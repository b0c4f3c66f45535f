//! 传输层模块：定义缓存之上的可中止 HTTP 传输抽象。
//!
//! # Transport Module
//!
//! The cache is transport-agnostic: anything that can turn a
//! [`FetchRequest`] into a status code plus body bytes, and that honors a
//! best-effort abort signal, can sit underneath it.
//!
//! ## Key Components
//!
//! | Component | Description |
//! |-----------|-------------|
//! | [`Transport`] | Trait for sending a request with an abort token |
//! | [`HttpTransport`] | reqwest-backed implementation |
//! | [`RawResponse`] | Undecoded status + body handed back to the cache |
//! | [`TransportError`] | Failures below the decoding layer |
//!
//! Timeouts belong here, not in the cache: configure them on the concrete
//! transport (see [`HttpTransport::with_timeout`]).

mod http;

pub use http::HttpTransport;

use crate::request::FetchRequest;
use async_trait::async_trait;
use bytes::Bytes;
use tokio_util::sync::CancellationToken;

/// Undecoded HTTP response as seen by the cache.
///
/// Decoding into the caller's type happens in the cache's completion
/// handling, so transports stay payload-agnostic.
#[derive(Debug, Clone)]
pub struct RawResponse {
    pub status: u16,
    pub body: Bytes,
}

impl RawResponse {
    pub fn is_success(&self) -> bool {
        (200..300).contains(&self.status)
    }
}

/// Transport-level error types.
#[derive(Debug, thiserror::Error)]
pub enum TransportError {
    #[error("HTTP error: {0}")]
    Http(#[from] reqwest::Error),

    #[error("Request aborted")]
    Aborted,

    #[error("Transport error: {0}")]
    Other(String),
}

/// Collaborator that performs the actual network operation.
///
/// Implementations must treat `abort` as best-effort: when the token fires
/// they should stop early and return [`TransportError::Aborted`], but a
/// response that races past the signal is also acceptable.
#[async_trait]
pub trait Transport: Send + Sync {
    async fn send(
        &self,
        request: &FetchRequest,
        abort: CancellationToken,
    ) -> std::result::Result<RawResponse, TransportError>;

    fn name(&self) -> &'static str;
}
use super::{RawResponse, Transport, TransportError};
use crate::request::{FetchRequest, Method};
use crate::Result;
use async_trait::async_trait;
use std::time::Duration;
use tokio_util::sync::CancellationToken;

const DEFAULT_TIMEOUT: Duration = Duration::from_secs(30);

/// reqwest-backed [`Transport`].
///
/// Owns a pooled client; clone-cheap via the client's internal `Arc`.
#[derive(Debug, Clone)]
pub struct HttpTransport {
    client: reqwest::Client,
}

impl HttpTransport {
    pub fn new() -> Result<Self> {
        Self::with_timeout(DEFAULT_TIMEOUT)
    }

    /// Builds a transport with the given per-request timeout.
    pub fn with_timeout(timeout: Duration) -> Result<Self> {
        let client = reqwest::Client::builder()
            .timeout(timeout)
            .pool_idle_timeout(Some(Duration::from_secs(90)))
            .build()
            .map_err(|e| crate::Error::Transport(TransportError::Other(e.to_string())))?;
        Ok(Self { client })
    }

    /// Wraps an already-configured client, e.g. one with proxy settings.
    pub fn from_client(client: reqwest::Client) -> Self {
        Self { client }
    }
}

#[async_trait]
impl Transport for HttpTransport {
    async fn send(
        &self,
        request: &FetchRequest,
        abort: CancellationToken,
    ) -> std::result::Result<RawResponse, TransportError> {
        let url = request.url().as_str();
        let mut req = match request.method() {
            Method::Get => self.client.get(url),
            Method::Post => self.client.post(url),
            Method::Put => self.client.put(url),
            Method::Delete => self.client.delete(url),
            Method::Head => self.client.head(url),
            Method::Patch => self.client.patch(url),
        };

        for (name, value) in request.headers() {
            req = req.header(name, value);
        }
        if let Some(body) = request.body() {
            req = req.body(body.clone());
        }

        let roundtrip = async move {
            let response = req.send().await?;
            let status = response.status().as_u16();
            let body = response.bytes().await?;
            Ok(RawResponse { status, body })
        };

        tokio::select! {
            _ = abort.cancelled() => Err(TransportError::Aborted),
            result = roundtrip => result,
        }
    }

    fn name(&self) -> &'static str {
        "http"
    }
}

EXERCISE DIRECTIONS: In the records above, find each line that holds the word "name"; copy all such lines.

EXERCISE ANSWER:
    fn name(&self) -> &'static str;
        for (name, value) in request.headers() {
            req = req.header(name, value);
    fn name(&self) -> &'static str {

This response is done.